DateTime\\IntervalUnit

Purpose:
Represents named interval units from seconds to years.
Useful methods:
  • shortLabel()
  • seconds()
  • isCalendarAware()
Typical use:
TTLs, retries, schedules, reporting windows, and human-readable interval choices.

Comparison\\ComparisonOperator

Purpose:
Represents reusable filter and rule operators.
Useful methods:
  • symbol()
  • isSetOperator()
  • compare()
  • negate()
Typical use:
query builders, filter UIs, rule engines, and validator abstractions.

Outcome\\Result

Purpose:
Represents success, partial success, or failure.
Useful methods:
  • isSuccessful()
  • isCompleteSuccess()
  • isFailure()
Typical use:
command handlers, jobs, integration results, and workflow outcomes.

Http\\Scheme

Purpose:
Represents http and https with transport-aware helpers.
Useful methods:
  • defaultPort()
  • isSecure()
Typical use:
URI handling, client/server configuration, and environment validation.

Process\\SignalBehavior

Purpose:
Represents how a process should react to signals.
Useful methods:
  • isTerminalControl()
Typical use:
CLI tooling, worker orchestration, and process-control policies.

Event\\DispatchMode

Purpose:
Represents synchronous vs asynchronous dispatch behavior.
Useful methods:
  • isSync()
  • isAsync()
Typical use:
event dispatchers, buses, and internal delivery decisions.

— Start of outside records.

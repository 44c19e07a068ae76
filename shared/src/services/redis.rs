use redis::{Client, aio::MultiplexedConnection, aio::PubSub};
use tracing::info;

use crate::utilities::{config::Config, errors::AppError};

#[derive(Clone)]
pub struct Redis {
    pub client: Client,
    pub connection: MultiplexedConnection,
}

impl Redis {
    pub async fn new(config: &Config) -> Result<Self, AppError> {
        let mut redis_url = config.redis_url.clone();

        let protocol = "?protocol=resp3";
        if !redis_url.contains(protocol) {
            redis_url.push_str(protocol);
        }

        let client = Client::open(redis_url)?;

        let connection_info = client.get_connection_info();
        info!("✅ connection info: {connection_info:?}");

        let connection = client.get_multiplexed_tokio_connection().await?;

        Ok(Self { client, connection })
    }

    pub async fn pubsub(&self) -> Result<PubSub, AppError> {
        Ok(self.client.get_async_pubsub().await?)
    }
}
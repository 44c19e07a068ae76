pub mod handlers;
pub mod schemas;
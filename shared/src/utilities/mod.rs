pub mod channel_names;
pub mod config;
pub mod errors;
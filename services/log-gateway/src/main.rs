pub mod features;
pub mod services;

use std::net::SocketAddr;

use axum::{
    Json, Router, http,
    routing::get,
};
use serde_json::json;
use shared::{
    services::redis::Redis,
    utilities::{config::Config, errors::AppError},
};
use time::macros::format_description;
use tokio::signal;
use tower_http::cors::CorsLayer;
use tower_http::trace::{DefaultOnResponse, TraceLayer};
use tracing::info;
use tracing_subscriber::{
    EnvFilter, fmt::time::LocalTime, layer::SubscriberExt, util::SubscriberInitExt,
};

use crate::features::websocket;
use crate::services::rooms::RoomRegistry;
use crate::services::subscriber::run_log_subscriber;

#[tokio::main]
async fn main() -> Result<(), Box<dyn std::error::Error>> {
    // Install crypto provider
    rustls::crypto::ring::default_provider()
        .install_default()
        .expect("Failed to install rustls crypto provider");

    // Load .env file
    match dotenvy::dotenv() {
        Ok(path) => {
            println!("Loaded .env file from {}", path.display());
        }
        Err(dotenvy::Error::Io(ref err)) if err.kind() == std::io::ErrorKind::NotFound => {
            println!(".env file not found, continuing without it");
        }
        Err(e) => {
            println!("Couldn't load .env file: {}", e);
        }
    }

    // Initialize config
    let config = Config::init().await?;

    // Initialize tracing
    let filter =
        EnvFilter::new("log_gateway=debug,shared=debug,tower_http=warn,hyper=warn,reqwest=warn");
    let timer = LocalTime::new(format_description!(
        "[year]-[month]-[day] [hour]:[minute]:[second]"
    ));
    tracing_subscriber::registry()
        .with(filter)
        .with(
            tracing_subscriber::fmt::layer()
                .with_target(false)
                .with_file(true)
                .with_line_number(true)
                .with_timer(timer),
        )
        .init();

    info!("🚀 Starting log-gateway");

    // Initialize services
    let redis = Redis::new(&config).await?;
    let rooms = RoomRegistry::new();

    info!("📨 Starting broker subscription");
    let subscriber_handle = tokio::spawn(run_log_subscriber(redis, rooms.clone()));

    let server_handle = tokio::spawn(start_gateway_server(
        config.gateway_address.clone(),
        rooms,
    ));

    tokio::select! {
        _ = shutdown_signal() => {
            info!("🛑 Shutdown signal received");
        }
        result = subscriber_handle => {
            match result {
                Ok(Ok(())) => info!("Broker subscription ended"),
                Ok(Err(e)) => info!("Broker subscription error: {}", e),
                Err(e) => info!("Broker subscription panicked: {}", e),
            }
        }
        result = server_handle => {
            match result {
                Ok(Ok(())) => info!("Gateway server stopped"),
                Ok(Err(e)) => info!("Gateway server error: {}", e),
                Err(e) => info!("Gateway server panicked: {}", e),
            }
        }
    }

    info!("👋 Log gateway shutting down");

    Ok(())
}

async fn start_gateway_server(address: String, rooms: RoomRegistry) -> Result<(), AppError> {
    let tracing_layer = TraceLayer::new_for_http()
        .on_request(|request: &http::Request<_>, _span: &tracing::Span| {
            info!("{} {}", request.method(), request.uri());
        })
        .on_response(DefaultOnResponse::new().level(tracing::Level::INFO));

    let app = Router::new()
        .route("/ws", get(websocket::ws_logs))
        .route(
            "/health",
            get(|| async {
                Json(json!({
                    "status": "healthy",
                    "service": "log-gateway"
                }))
            }),
        )
        .layer(CorsLayer::permissive())
        .layer(tracing_layer)
        .with_state(rooms);

    info!("🔌 Log gateway running at {}", address);

    let listener = tokio::net::TcpListener::bind(&address).await?;

    axum::serve(
        listener,
        app.into_make_service_with_connect_info::<SocketAddr>(),
    )
    .with_graceful_shutdown(shutdown_signal())
    .await?;

    Ok(())
}

async fn shutdown_signal() {
    let ctrl_c = async {
        signal::ctrl_c()
            .await
            .expect("failed to install Ctrl+C handler");
    };

    #[cfg(unix)]
    let terminate = async {
        signal::unix::signal(signal::unix::SignalKind::terminate())
            .expect("failed to install signal handler")
            .recv()
            .await;
    };

    #[cfg(not(unix))]
    let terminate = std::future::pending::<()>();

    tokio::select! {
        _ = ctrl_c => {},
        _ = terminate => {},
    }
}
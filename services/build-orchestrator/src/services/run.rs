use std::sync::Arc;
use std::time::Duration;

use futures::StreamExt;
use shared::models::DeploymentStatus;
use shared::utilities::channel_names::ChannelNames;
use shared::utilities::config::Config;
use shared::utilities::errors::AppError;
use tracing::{error, info, warn};

use crate::services::backend::DeploymentBackend;
use crate::services::cluster::{ClusterApi, PodPhase};
use crate::services::job_spec::{BuildJobParams, JobDescriptor, JobSettings, build_job_spec};
use crate::services::notifier::Notifier;
use crate::services::publisher::{LogPublisher, chunk_logs};

#[derive(Debug, Clone)]
pub struct OrchestratorSettings {
    pub job: JobSettings,
    pub pod_retry_attempts: u32,
    pub pod_retry_delay: Duration,
    pub pod_poll_interval: Duration,
    pub log_chunk_size: usize,
    pub log_tail_lines: i64,
    pub run_timeout: Duration,
}

impl OrchestratorSettings {
    pub fn from_config(config: &Config) -> Self {
        Self {
            job: JobSettings {
                image: config.builder_image.clone(),
                namespace: config.k8s_namespace.clone(),
                backoff_limit: 4,
                ttl_seconds_after_finished: None,
                s3_region: config.s3_region.clone(),
                s3_access_key_id: config.s3_access_key_id.clone(),
                s3_secret_key: config.s3_secret_key.clone(),
                s3_bucket_name: config.s3_bucket_name.clone(),
            },
            pod_retry_attempts: config.pod_retry_attempts,
            pod_retry_delay: Duration::from_secs(config.pod_retry_delay_secs),
            pod_poll_interval: Duration::from_secs(config.pod_poll_interval_secs),
            log_chunk_size: config.log_chunk_size,
            log_tail_lines: config.log_tail_lines,
            run_timeout: Duration::from_secs(config.run_timeout_secs),
        }
    }
}

/// Per-run state threaded through every phase: the channel all log traffic
/// goes to, the session log buffer, and the status machine's current state.
pub struct RunContext {
    pub deployment_id: String,
    pub channel: String,
    pub email: String,
    pub status: DeploymentStatus,
    pub log_buffer: Vec<String>,
}
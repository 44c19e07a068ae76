use std::{path::Path, str::FromStr};

use tokio::fs;

use crate::utilities::errors::AppError;

#[derive(Clone, Debug)]
pub struct Config {
    pub server_address: String,
    pub gateway_address: String,

    // KUBERNETES
    pub k8s_in_cluster: bool,
    pub k8s_config_path: Option<String>,
    pub k8s_namespace: String,
    pub builder_image: String,

    // REDIS
    pub redis_url: String,

    // BACKEND API (status + log persistence)
    pub api_endpoint: String,
    pub api_key: String,

    // NOTIFICATIONS
    pub notify_webhook_url: String,

    // S3 (credentials handed to build jobs)
    pub s3_region: Option<String>,
    pub s3_access_key_id: Option<String>,
    pub s3_secret_key: Option<String>,
    pub s3_bucket_name: Option<String>,

    // ORCHESTRATION
    pub pod_retry_attempts: u32,
    pub pod_retry_delay_secs: u64,
    pub pod_poll_interval_secs: u64,
    pub log_chunk_size: usize,
    pub log_tail_lines: i64,
    pub run_timeout_secs: u64,
}

impl Config {
    pub async fn init() -> Result<Self, AppError> {
        let server_address = get_config_value(
            "SERVER_ADDRESS",
            Some("SERVER_ADDRESS"),
            Some("0.0.0.0:8010".to_string()),
        )
        .await?;

        let gateway_address = get_config_value(
            "GATEWAY_ADDRESS",
            Some("GATEWAY_ADDRESS"),
            Some("0.0.0.0:8011".to_string()),
        )
        .await?;

        let k8s_in_cluster =
            get_config_value("K8S_IN_CLUSTER", Some("K8S_IN_CLUSTER"), Some(false)).await?;
        let k8s_config_path =
            get_optional_config_value("K8S_KUBECONFIG", Some("K8S_KUBECONFIG")).await?;
        let k8s_namespace = get_config_value(
            "K8S_NAMESPACE",
            Some("K8S_NAMESPACE"),
            Some("default".to_string()),
        )
        .await?;

        let builder_image = get_config_value("BUILDER_IMAGE", Some("BUILDER_IMAGE"), None).await?;

        let redis_url = get_config_value(
            "REDIS_URL",
            Some("REDIS_URL"),
            Some("redis://localhost:6379/0".to_string()),
        )
        .await?;

        let api_endpoint = get_config_value(
            "API_ENDPOINT",
            Some("API_ENDPOINT"),
            Some("http://localhost:3000/api".to_string()),
        )
        .await?;
        let api_key = get_config_value("API_KEY", Some("API_KEY"), None).await?;

        let notify_webhook_url =
            get_config_value("NOTIFY_WEBHOOK_URL", Some("NOTIFY_WEBHOOK_URL"), None).await?;

        let s3_region = get_optional_config_value("S3_REGION", Some("S3_REGION")).await?;
        let s3_access_key_id =
            get_optional_config_value("S3_ACCESS_KEY_ID", Some("S3_ACCESS_KEY_ID")).await?;
        let s3_secret_key =
            get_optional_config_value("S3_SECRET_KEY", Some("S3_SECRET_KEY")).await?;
        let s3_bucket_name =
            get_optional_config_value("S3_BUCKET_NAME", Some("S3_BUCKET_NAME")).await?;

        let pod_retry_attempts =
            get_config_value("POD_RETRY_ATTEMPTS", Some("POD_RETRY_ATTEMPTS"), Some(5)).await?;
        let pod_retry_delay_secs = get_config_value(
            "POD_RETRY_DELAY_SECS",
            Some("POD_RETRY_DELAY_SECS"),
            Some(5),
        )
        .await?;
        let pod_poll_interval_secs = get_config_value(
            "POD_POLL_INTERVAL_SECS",
            Some("POD_POLL_INTERVAL_SECS"),
            Some(5),
        )
        .await?;
        let log_chunk_size =
            get_config_value("LOG_CHUNK_SIZE", Some("LOG_CHUNK_SIZE"), Some(1024)).await?;
        let log_tail_lines =
            get_config_value("LOG_TAIL_LINES", Some("LOG_TAIL_LINES"), Some(10)).await?;
        let run_timeout_secs =
            get_config_value("RUN_TIMEOUT_SECS", Some("RUN_TIMEOUT_SECS"), Some(1800)).await?;

        Ok(Config {
            server_address,
            gateway_address,
            k8s_in_cluster,
            k8s_config_path,
            k8s_namespace,
            builder_image,
            redis_url,
            api_endpoint,
            api_key,
            notify_webhook_url,
            s3_region,
            s3_access_key_id,
            s3_secret_key,
            s3_bucket_name,
            pod_retry_attempts,
            pod_retry_delay_secs,
            pod_poll_interval_secs,
            log_chunk_size,
            log_tail_lines,
            run_timeout_secs,
        })
    }
}

/// Docker secret -> env var lookup, parsed into the requested type.
pub async fn get_optional_config_value<T>(
    secret_name: &str,
    env_name: Option<&str>,
) -> Result<Option<T>, AppError>
where
    T: FromStr,
{
    let docker_secret = Path::new("/run/secrets").join(secret_name);
    if docker_secret.exists()
        && let Ok(content) = fs::read_to_string(&docker_secret).await
        && let Ok(parsed) = T::from_str(content.trim())
    {
        return Ok(Some(parsed));
    }

    if let Some(env_key) = env_name
        && let Ok(val) = std::env::var(env_key)
        && let Ok(parsed) = T::from_str(val.trim())
    {
        return Ok(Some(parsed));
    }

    Ok(None)
}

pub async fn get_config_value<T>(
    secret_name: &str,
    env_name: Option<&str>,
    fallback: Option<T>,
) -> Result<T, AppError>
where
    T: FromStr + Clone,
{
    if let Some(value) = get_optional_config_value::<T>(secret_name, env_name).await? {
        return Ok(value);
    }

    fallback.ok_or_else(|| {
        AppError::EnvironmentVariableNotSetError(env_name.unwrap_or(secret_name).to_string())
    })
}
use serde::{Deserialize, Serialize};

/// Lifecycle of a single build-and-deploy attempt. Transitions are monotonic:
/// Pending -> Running -> {Success, Failed}. A terminal status is never left
/// within one run.
#[derive(Serialize, Deserialize, Debug, Clone, Copy, PartialEq, Eq)]
#[serde(rename_all = "UPPERCASE")]
pub enum DeploymentStatus {
    Pending,
    Running,
    Success,
    Failed,
}

impl DeploymentStatus {
    pub fn is_terminal(&self) -> bool {
        matches!(self, Self::Success | Self::Failed)
    }

    /// Valid forward transitions only; same-state and backward moves are
    /// rejected by the status tracker.
    pub fn can_transition_to(&self, next: DeploymentStatus) -> bool {
        match self {
            Self::Pending => matches!(next, Self::Running | Self::Failed),
            Self::Running => matches!(next, Self::Success | Self::Failed),
            Self::Success | Self::Failed => false,
        }
    }
}

impl std::fmt::Display for DeploymentStatus {
    fn fmt(&self, f: &mut std::fmt::Formatter<'_>) -> std::fmt::Result {
        match self {
            Self::Pending => write!(f, "PENDING"),
            Self::Running => write!(f, "RUNNING"),
            Self::Success => write!(f, "SUCCESS"),
            Self::Failed => write!(f, "FAILED"),
        }
    }
}
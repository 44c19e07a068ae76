use kube::{
    Client, Config as KubeConfig,
    config::{KubeConfigOptions, Kubeconfig},
};
use tracing::info;

use crate::utilities::{config::Config, errors::AppError};

#[derive(Clone)]
pub struct Kubernetes {
    pub client: Client,
}

impl Kubernetes {
    pub async fn new(config: &Config) -> Result<Self, AppError> {
        let client = if config.k8s_in_cluster {
            let kube_config = KubeConfig::incluster()?;
            info!("Connected from incluster environment!");
            Client::try_from(kube_config)?
        } else {
            let kube_config = if let Some(path) = &config.k8s_config_path {
                let kubeconfig = Kubeconfig::read_from(path)?;
                let options = KubeConfigOptions::default();
                KubeConfig::from_custom_kubeconfig(kubeconfig, &options).await?
            } else {
                KubeConfig::infer().await?
            };

            info!("✅ Connected from local environment!");
            Client::try_from(kube_config)?
        };

        Ok(Self { client })
    }
}
use async_trait::async_trait;
use serde_json::json;
use shared::models::DeploymentStatus;
use shared::utilities::errors::AppError;
use tracing::info;

/// Terminal-status notification. Strictly best-effort: the run's status has
/// already been recorded by the time this fires, so callers log and swallow
/// any failure here.
#[cfg_attr(test, mockall::automock)]
#[async_trait]
pub trait Notifier: Send + Sync {
    async fn notify(&self, email: &str, status: DeploymentStatus) -> Result<(), AppError>;
}

#[derive(Clone)]
pub struct WebhookNotifier {
    pub http: reqwest::Client,
    pub webhook_url: String,
}

#[async_trait]
impl Notifier for WebhookNotifier {
    async fn notify(&self, email: &str, status: DeploymentStatus) -> Result<(), AppError> {
        let (subject, body) = match status {
            DeploymentStatus::Success => (
                "Your deployment is live",
                "The build finished and your site has been deployed.",
            ),
            DeploymentStatus::Failed => (
                "Your deployment failed",
                "The build did not complete. Check the deployment logs for details.",
            ),
            _ => ("Deployment update", "Your deployment status changed."),
        };

        let response = self
            .http
            .post(&self.webhook_url)
            .json(&json!({
                "status": status,
                "email": email,
                "subject": subject,
                "body": body,
            }))
            .send()
            .await
            .map_err(|e| AppError::NotificationError(e.to_string()))?;

        if !response.status().is_success() {
            return Err(AppError::NotificationError(format!(
                "notification webhook returned {}",
                response.status()
            )));
        }

        info!("Notification sent to {} ({})", email, status);
        Ok(())
    }
}
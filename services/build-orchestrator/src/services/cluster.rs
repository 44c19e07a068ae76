use async_trait::async_trait;
use bytes::Bytes;
use futures::StreamExt;
use futures::stream::BoxStream;
use k8s_openapi::api::batch::v1::Job;
use k8s_openapi::api::core::v1::Pod;
use kube::api::{ListParams, LogParams, PostParams};
use kube::{Api, Client};
use shared::utilities::errors::AppError;
use tokio_util::compat::FuturesAsyncReadCompatExt;
use tokio_util::io::ReaderStream;

use crate::services::job_spec::JobDescriptor;

/// Live follow-tail of one container's stdout.
pub type LogStream = BoxStream<'static, std::io::Result<Bytes>>;

#[derive(Debug, Clone, Copy, PartialEq, Eq)]
pub enum PodPhase {
    Pending,
    Running,
    Succeeded,
    Failed,
    Unknown,
}

impl From<&str> for PodPhase {
    fn from(phase: &str) -> Self {
        match phase {
            "Pending" => Self::Pending,
            "Running" => Self::Running,
            "Succeeded" => Self::Succeeded,
            "Failed" => Self::Failed,
            _ => Self::Unknown,
        }
    }
}

#[derive(Debug, Clone, Copy)]
pub struct PodState {
    pub phase: PodPhase,
    pub containers_ready: bool,
}

impl PodState {
    pub fn is_ready(&self) -> bool {
        self.phase == PodPhase::Running && self.containers_ready
    }
}

/// Seam between the orchestration pipeline and the cluster. One long-lived
/// implementation per process; every method is independently safe under
/// concurrent calls.
#[cfg_attr(test, mockall::automock)]
#[async_trait]
pub trait ClusterApi: Send + Sync {
    /// Submit the job. Success means the cluster accepted the descriptor,
    /// not that anything is running yet.
    async fn create_job(&self, descriptor: &JobDescriptor) -> Result<(), AppError>;

    /// Look up the single worker pod scheduled for a job, by label selector.
    async fn find_job_pod(
        &self,
        namespace: &str,
        job_name: &str,
    ) -> Result<Option<String>, AppError>;

    async fn pod_state(&self, namespace: &str, pod_name: &str) -> Result<PodState, AppError>;

    async fn tail_container_logs(
        &self,
        namespace: &str,
        pod_name: &str,
        container_name: &str,
        tail_lines: i64,
    ) -> Result<LogStream, AppError>;
}

#[derive(Clone)]
pub struct KubeCluster {
    pub client: Client,
}

#[async_trait]
impl ClusterApi for KubeCluster {
    async fn create_job(&self, descriptor: &JobDescriptor) -> Result<(), AppError> {
        let jobs: Api<Job> = Api::namespaced(self.client.clone(), &descriptor.namespace);

        jobs.create(&PostParams::default(), &descriptor.to_job())
            .await
            .map_err(|e| AppError::SubmissionError(e.to_string()))?;

        Ok(())
    }

    async fn find_job_pod(
        &self,
        namespace: &str,
        job_name: &str,
    ) -> Result<Option<String>, AppError> {
        let pods: Api<Pod> = Api::namespaced(self.client.clone(), namespace);
        let selector = format!("job-name={job_name}");

        let list = pods.list(&ListParams::default().labels(&selector)).await?;

        Ok(list
            .items
            .into_iter()
            .find_map(|pod| pod.metadata.name))
    }

    async fn pod_state(&self, namespace: &str, pod_name: &str) -> Result<PodState, AppError> {
        let pods: Api<Pod> = Api::namespaced(self.client.clone(), namespace);
        let pod = pods.get(pod_name).await?;

        let status = pod.status.unwrap_or_default();
        let phase = status
            .phase
            .as_deref()
            .map(PodPhase::from)
            .unwrap_or(PodPhase::Unknown);
        let containers_ready = status
            .container_statuses
            .as_ref()
            .map(|statuses| statuses.iter().all(|s| s.ready))
            .unwrap_or(false);

        Ok(PodState {
            phase,
            containers_ready,
        })
    }

    async fn tail_container_logs(
        &self,
        namespace: &str,
        pod_name: &str,
        container_name: &str,
        tail_lines: i64,
    ) -> Result<LogStream, AppError> {
        let pods: Api<Pod> = Api::namespaced(self.client.clone(), namespace);

        let params = LogParams {
            follow: true,
            container: Some(container_name.to_string()),
            tail_lines: Some(tail_lines),
            ..Default::default()
        };

        let reader = pods.log_stream(pod_name, &params).await?;

        Ok(ReaderStream::new(reader.compat()).boxed())
    }
}
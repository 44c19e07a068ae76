use std::sync::Arc;

use crate::services::run::Orchestrator;

#[derive(Clone)]
pub struct AppState {
    pub orchestrator: Arc<Orchestrator>,
}
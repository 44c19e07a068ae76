use axum::{Json, http::StatusCode, response::IntoResponse, response::Response};
use serde_json::json;

#[derive(Debug, thiserror::Error)]
pub enum AppError {
    #[error("{0} environment variable not set error")]
    EnvironmentVariableNotSetError(String),
    #[error("Validation error, {0}")]
    ValidationError(String),
    #[error("Job submission rejected, {0}")]
    SubmissionError(String),
    #[error("No pod found for job {0}")]
    PodNotFound(String),
    #[error("Pod {0} failed")]
    PodFailed(String),
    #[error("Log stream error, {0}")]
    StreamError(String),
    #[error("Persistence error, {0}")]
    PersistenceError(String),
    #[error("Notification error, {0}")]
    NotificationError(String),
    #[error("Deployment run timed out after {0}s")]
    RunTimeout(u64),
    #[error("{0}")]
    NotFoundError(String),
    #[error("Internal error, {0}")]
    InternalError(String),
    #[error("Redis error: {0}")]
    RedisError(#[from] redis::RedisError),
    #[error("Kube error, {0}")]
    KubeError(#[from] kube::Error),
    #[error("HTTP request error: {0}")]
    Request(#[from] reqwest::Error),
    #[error("Serde json error, {0}")]
    SerdejsonError(#[from] serde_json::Error),
    #[error("IO error, {0}")]
    IoError(#[from] std::io::Error),
    #[error("Validation errors, {0}")]
    ValidatorValidationErrors(#[from] validator::ValidationErrors),
    #[error("InClusterError, {0}")]
    InClusterError(#[from] kube_client::config::InClusterError),
    #[error("KubeconfigError, {0}")]
    KubeconfigError(#[from] kube_client::config::KubeconfigError),
    #[error("InferConfigError, {0}")]
    InferConfigError(#[from] kube_client::config::InferConfigError),
}

impl IntoResponse for AppError {
    fn into_response(self) -> Response {
        let (status, error_message) = match self {
            Self::EnvironmentVariableNotSetError(field) => (
                StatusCode::INTERNAL_SERVER_ERROR,
                format!("{field} environment variable not set error"),
            ),
            Self::ValidationError(e) => (StatusCode::UNPROCESSABLE_ENTITY, e),
            Self::ValidatorValidationErrors(e) => (StatusCode::UNPROCESSABLE_ENTITY, e.to_string()),
            Self::SubmissionError(e) => (
                StatusCode::BAD_GATEWAY,
                format!("Job submission rejected, {e}"),
            ),
            Self::PodNotFound(job) => (
                StatusCode::BAD_GATEWAY,
                format!("No pod found for job {job}"),
            ),
            Self::PodFailed(pod) => (StatusCode::BAD_GATEWAY, format!("Pod {pod} failed")),
            Self::StreamError(e) => (StatusCode::BAD_GATEWAY, format!("Log stream error, {e}")),
            Self::PersistenceError(e) => (
                StatusCode::INTERNAL_SERVER_ERROR,
                format!("Persistence error, {e}"),
            ),
            Self::NotificationError(e) => (
                StatusCode::INTERNAL_SERVER_ERROR,
                format!("Notification error, {e}"),
            ),
            Self::RunTimeout(secs) => (
                StatusCode::GATEWAY_TIMEOUT,
                format!("Deployment run timed out after {secs}s"),
            ),
            Self::NotFoundError(e) => (StatusCode::NOT_FOUND, e),
            Self::InternalError(e) => (StatusCode::INTERNAL_SERVER_ERROR, e),
            Self::RedisError(e) => (StatusCode::INTERNAL_SERVER_ERROR, e.to_string()),
            Self::KubeError(e) => (StatusCode::INTERNAL_SERVER_ERROR, e.to_string()),
            Self::Request(e) => (StatusCode::INTERNAL_SERVER_ERROR, e.to_string()),
            Self::SerdejsonError(e) => (StatusCode::UNPROCESSABLE_ENTITY, e.to_string()),
            Self::IoError(e) => (StatusCode::INTERNAL_SERVER_ERROR, e.to_string()),
            Self::InClusterError(e) => (StatusCode::INTERNAL_SERVER_ERROR, e.to_string()),
            Self::KubeconfigError(e) => (StatusCode::INTERNAL_SERVER_ERROR, e.to_string()),
            Self::InferConfigError(e) => (StatusCode::INTERNAL_SERVER_ERROR, e.to_string()),
        };

        let body = Json(json!({"error": error_message}));

        (status, body).into_response()
    }
}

Container\\ServiceLifetime

Purpose:
Represents reusable vs transient service lifetimes.
Useful methods:
  • isReusable()
Typical use:
container configuration, service metadata, and lifecycle decisions.

Pipeline\\FailureMode

Purpose:
Represents whether a pipeline should stop or continue after failures.
Useful methods:
  • stopsOnFailure()
Typical use:
middleware chains, processing pipelines, and staged command execution.

Sort\\SortDirection

Purpose:
Represents ascending vs descending order without booleans or string flags.
Useful methods:
  • reverse()
  • isAscending()
  • isDescending()
  • factor()
  • applyToComparisonResult()
Typical use:
query sorting, in-memory ordering, and comparator adaptation.

Sort\\NullsPosition

Purpose:
Represents whether null values sort first or last.
Useful methods:
  • reverse()
  • isFirst()
  • isLast()
  • compareNullability()
Typical use:
database-like sorting rules, report ordering, and nullable field handling.

Sort\\CaseSensitivity

Purpose:
Represents whether string comparisons preserve case.
Useful methods:
  • reverse()
  • isSensitive()
  • isInsensitive()
  • normalize()
  • equals()
Typical use:
search, filters, sort behavior, and user-input comparison.

Sort\\ComparisonResult

Purpose:
Represents comparator-style outcomes as a typed enum instead of raw integers.
Useful methods:
  • fromComparisonResult()
  • toComparisonResult()
  • reverse()
  • isComparable()
Typical use:
comparator composition, sorting adapters, and comparison-heavy domain logic.